- _RECORDS FOR THIS EXERCISE_:
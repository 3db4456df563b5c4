//! 测试通用工具模块
//!
//! 提供可编排的上游替身和常用的构造函数。

#![allow(dead_code)]

use ahash::AHashMap as HashMap;
use async_trait::async_trait;
use modelgate::{
    ChatCompletionRequest, CompletionTransport, ConcurrencyRegistry, Dispatcher,
    DispatcherConfig, GateError, TransportResponse,
};
use parking_lot::Mutex;
use serde_json::{json, Value};
use std::collections::VecDeque;
use std::sync::atomic::{AtomicUsize, Ordering};
use std::sync::Arc;
use std::time::Duration;
use tokio::sync::Semaphore;

/// 上游替身的单步行为
#[derive(Debug, Clone)]
pub enum Step {
    /// 立即返回 JSON 响应
    Reply(u16, Value),
    /// 立即返回原始响应体
    Raw(u16, String),
    /// 立即返回传输错误
    Fail(String),
    /// 阻塞直到 `release`，然后返回 JSON 响应
    Hold(u16, Value),
    /// 延迟后返回成功响应
    Delay(Duration),
}

#[derive(Default)]
struct ModelCounters {
    current: usize,
    peak: usize,
}

/// 可编排的上游替身
///
/// 按调用顺序消费脚本，脚本为空时返回成功响应。
pub struct MockUpstream {
    script: Mutex<VecDeque<Step>>,
    gate: Semaphore,
    calls: AtomicUsize,
    in_flight: AtomicUsize,
    per_model: Mutex<HashMap<String, ModelCounters>>,
    requests: Mutex<Vec<ChatCompletionRequest>>,
}

impl MockUpstream {
    pub fn new() -> Arc<Self> {
        Arc::new(Self {
            script: Mutex::new(VecDeque::new()),
            gate: Semaphore::new(0),
            calls: AtomicUsize::new(0),
            in_flight: AtomicUsize::new(0),
            per_model: Mutex::new(HashMap::new()),
            requests: Mutex::new(Vec::new()),
        })
    }

    pub fn push(&self, step: Step) {
        self.script.lock().push_back(step);
    }

    pub fn push_many(&self, step: Step, count: usize) {
        let mut script = self.script.lock();
        for _ in 0..count {
            script.push_back(step.clone());
        }
    }

    /// 放行 `count` 个被 `Hold` 阻塞的调用
    pub fn release(&self, count: usize) {
        self.gate.add_permits(count);
    }

    pub fn calls(&self) -> usize {
        self.calls.load(Ordering::SeqCst)
    }

    pub fn in_flight(&self) -> usize {
        self.in_flight.load(Ordering::SeqCst)
    }

    pub fn peak_for(&self, model: &str) -> usize {
        self.per_model
            .lock()
            .get(model)
            .map(|counters| counters.peak)
            .unwrap_or(0)
    }

    pub fn requests(&self) -> Vec<ChatCompletionRequest> {
        self.requests.lock().clone()
    }

    /// 等待直到至少 `count` 个调用到达上游
    pub async fn wait_for_in_flight(&self, count: usize) {
        wait_until(|| self.in_flight() >= count).await;
    }

    /// 等待直到上游累计收到 `count` 次调用
    pub async fn wait_for_calls(&self, count: usize) {
        wait_until(|| self.calls() >= count).await;
    }

    fn enter(&self, model: &str) {
        self.calls.fetch_add(1, Ordering::SeqCst);
        self.in_flight.fetch_add(1, Ordering::SeqCst);
        let mut per_model = self.per_model.lock();
        let counters = per_model.entry(model.to_string()).or_default();
        counters.current += 1;
        counters.peak = counters.peak.max(counters.current);
    }

    fn leave(&self, model: &str) {
        self.in_flight.fetch_sub(1, Ordering::SeqCst);
        if let Some(counters) = self.per_model.lock().get_mut(model) {
            counters.current -= 1;
        }
    }
}

#[async_trait]
impl CompletionTransport for MockUpstream {
    async fn post_json(
        &self,
        _url: &str,
        _api_key: &str,
        body: &ChatCompletionRequest,
        _timeout: Duration,
    ) -> Result<TransportResponse, GateError> {
        self.requests.lock().push(body.clone());
        self.enter(&body.model);

        let step = self
            .script
            .lock()
            .pop_front()
            .unwrap_or_else(|| Step::Reply(200, success_body("ok")));

        let result = match step {
            Step::Reply(status, value) => Ok(TransportResponse::new(status, value.to_string())),
            Step::Raw(status, text) => Ok(TransportResponse::new(status, text)),
            Step::Fail(message) => Err(GateError::Transport(message)),
            Step::Hold(status, value) => {
                self.gate.acquire().await.expect("gate closed").forget();
                Ok(TransportResponse::new(status, value.to_string()))
            }
            Step::Delay(delay) => {
                tokio::time::sleep(delay).await;
                Ok(TransportResponse::new(200, success_body("ok").to_string()))
            }
        };

        self.leave(&body.model);
        result
    }
}

/// 轮询条件，2 秒内不满足则 panic
pub async fn wait_until(mut condition: impl FnMut() -> bool) {
    let deadline = tokio::time::Instant::now() + Duration::from_secs(2);
    while !condition() {
        if tokio::time::Instant::now() >= deadline {
            panic!("condition not met within 2s");
        }
        tokio::time::sleep(Duration::from_millis(5)).await;
    }
}

/// 成功的补全响应体
pub fn success_body(content: &str) -> Value {
    json!({
        "id": "cmpl-test",
        "object": "chat.completion",
        "created": 1700000000,
        "choices": [{
            "index": 0,
            "message": {"role": "assistant", "content": content},
            "finish_reason": "stop"
        }],
        "usage": {"prompt_tokens": 5, "completion_tokens": 1, "total_tokens": 6}
    })
}

/// 带错误对象的响应体
pub fn error_body(message: &str, kind: &str, param: &str, code: &str) -> Value {
    json!({
        "error": {"message": message, "type": kind, "param": param, "code": code}
    })
}

/// 创建使用上游替身的调度器，等待许可不设超时
pub fn create_dispatcher(
    registry: Arc<ConcurrencyRegistry>,
    upstream: Arc<MockUpstream>,
) -> Arc<Dispatcher> {
    let config = DispatcherConfig::new("http://mock.upstream/v1", "sk-test")
        .with_acquire_timeout(None);
    Arc::new(Dispatcher::new(registry, upstream, config))
}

- _WHAT YOU SHOULD DO_:
Transcribe the listing from start to finish, exactly as given.

- _ANSWER BOX_:
repository 3db4456df563b5c4
//! 测试通用工具模块
//!
//! 提供可编排的上游替身和常用的构造函数。

#![allow(dead_code)]

use ahash::AHashMap as HashMap;
use async_trait::async_trait;
use modelgate::{
    ChatCompletionRequest, CompletionTransport, ConcurrencyRegistry, Dispatcher,
    DispatcherConfig, GateError, TransportResponse,
};
use parking_lot::Mutex;
use serde_json::{json, Value};
use std::collections::VecDeque;
use std::sync::atomic::{AtomicUsize, Ordering};
use std::sync::Arc;
use std::time::Duration;
use tokio::sync::Semaphore;

/// 上游替身的单步行为
#[derive(Debug, Clone)]
pub enum Step {
    /// 立即返回 JSON 响应
    Reply(u16, Value),
    /// 立即返回原始响应体
    Raw(u16, String),
    /// 立即返回传输错误
    Fail(String),
    /// 阻塞直到 `release`，然后返回 JSON 响应
    Hold(u16, Value),
    /// 延迟后返回成功响应
    Delay(Duration),
}

#[derive(Default)]
struct ModelCounters {
    current: usize,
    peak: usize,
}

/// 可编排的上游替身
///
/// 按调用顺序消费脚本，脚本为空时返回成功响应。
pub struct MockUpstream {
    script: Mutex<VecDeque<Step>>,
    gate: Semaphore,
    calls: AtomicUsize,
    in_flight: AtomicUsize,
    per_model: Mutex<HashMap<String, ModelCounters>>,
    requests: Mutex<Vec<ChatCompletionRequest>>,
}

impl MockUpstream {
    pub fn new() -> Arc<Self> {
        Arc::new(Self {
            script: Mutex::new(VecDeque::new()),
            gate: Semaphore::new(0),
            calls: AtomicUsize::new(0),
            in_flight: AtomicUsize::new(0),
            per_model: Mutex::new(HashMap::new()),
            requests: Mutex::new(Vec::new()),
        })
    }

    pub fn push(&self, step: Step) {
        self.script.lock().push_back(step);
    }

    pub fn push_many(&self, step: Step, count: usize) {
        let mut script = self.script.lock();
        for _ in 0..count {
            script.push_back(step.clone());
        }
    }

    /// 放行 `count` 个被 `Hold` 阻塞的调用
    pub fn release(&self, count: usize) {
        self.gate.add_permits(count);
    }

    pub fn calls(&self) -> usize {
        self.calls.load(Ordering::SeqCst)
    }

    pub fn in_flight(&self) -> usize {
        self.in_flight.load(Ordering::SeqCst)
    }

    pub fn peak_for(&self, model: &str) -> usize {
        self.per_model
            .lock()
            .get(model)
            .map(|counters| counters.peak)
            .unwrap_or(0)
    }

    pub fn requests(&self) -> Vec<ChatCompletionRequest> {
        self.requests.lock().clone()
    }

    /// 等待直到至少 `count` 个调用到达上游
    pub async fn wait_for_in_flight(&self, count: usize) {
        wait_until(|| self.in_flight() >= count).await;
    }

    /// 等待直到上游累计收到 `count` 次调用
    pub async fn wait_for_calls(&self, count: usize) {
        wait_until(|| self.calls() >= count).await;
    }

    fn enter(&self, model: &str) {
        self.calls.fetch_add(1, Ordering::SeqCst);
        self.in_flight.fetch_add(1, Ordering::SeqCst);
        let mut per_model = self.per_model.lock();
        let counters = per_model.entry(model.to_string()).or_default();
        counters.current += 1;
        counters.peak = counters.peak.max(counters.current);
    }

    fn leave(&self, model: &str) {
        self.in_flight.fetch_sub(1, Ordering::SeqCst);
        if let Some(counters) = self.per_model.lock().get_mut(model) {
            counters.current -= 1;
        }
    }
}

#[async_trait]
impl CompletionTransport for MockUpstream {
    async fn post_json(
        &self,
        _url: &str,
        _api_key: &str,
        body: &ChatCompletionRequest,
        _timeout: Duration,
    ) -> Result<TransportResponse, GateError> {
        self.requests.lock().push(body.clone());
        self.enter(&body.model);

        let step = self
            .script
            .lock()
            .pop_front()
            .unwrap_or_else(|| Step::Reply(200, success_body("ok")));

        let result = match step {
            Step::Reply(status, value) => Ok(TransportResponse::new(status, value.to_string())),
            Step::Raw(status, text) => Ok(TransportResponse::new(status, text)),
            Step::Fail(message) => Err(GateError::Transport(message)),
            Step::Hold(status, value) => {
                self.gate.acquire().await.expect("gate closed").forget();
                Ok(TransportResponse::new(status, value.to_string()))
            }
            Step::Delay(delay) => {
                tokio::time::sleep(delay).await;
                Ok(TransportResponse::new(200, success_body("ok").to_string()))
            }
        };

        self.leave(&body.model);
        result
    }
}

/// 轮询条件，2 秒内不满足则 panic
pub async fn wait_until(mut condition: impl FnMut() -> bool) {
    let deadline = tokio::time::Instant::now() + Duration::from_secs(2);
    while !condition() {
        if tokio::time::Instant::now() >= deadline {
            panic!("condition not met within 2s");
        }
        tokio::time::sleep(Duration::from_millis(5)).await;
    }
}

/// 成功的补全响应体
pub fn success_body(content: &str) -> Value {
    json!({
        "id": "cmpl-test",
        "object": "chat.completion",
        "created": 1700000000,
        "choices": [{
            "index": 0,
            "message": {"role": "assistant", "content": content},
            "finish_reason": "stop"
        }],
        "usage": {"prompt_tokens": 5, "completion_tokens": 1, "total_tokens": 6}
    })
}

/// 带错误对象的响应体
pub fn error_body(message: &str, kind: &str, param: &str, code: &str) -> Value {
    json!({
        "error": {"message": message, "type": kind, "param": param, "code": code}
    })
}

/// 创建使用上游替身的调度器，等待许可不设超时
pub fn create_dispatcher(
    registry: Arc<ConcurrencyRegistry>,
    upstream: Arc<MockUpstream>,
) -> Arc<Dispatcher> {
    let config = DispatcherConfig::new("http://mock.upstream/v1", "sk-test")
        .with_acquire_timeout(None);
    Arc::new(Dispatcher::new(registry, upstream, config))
}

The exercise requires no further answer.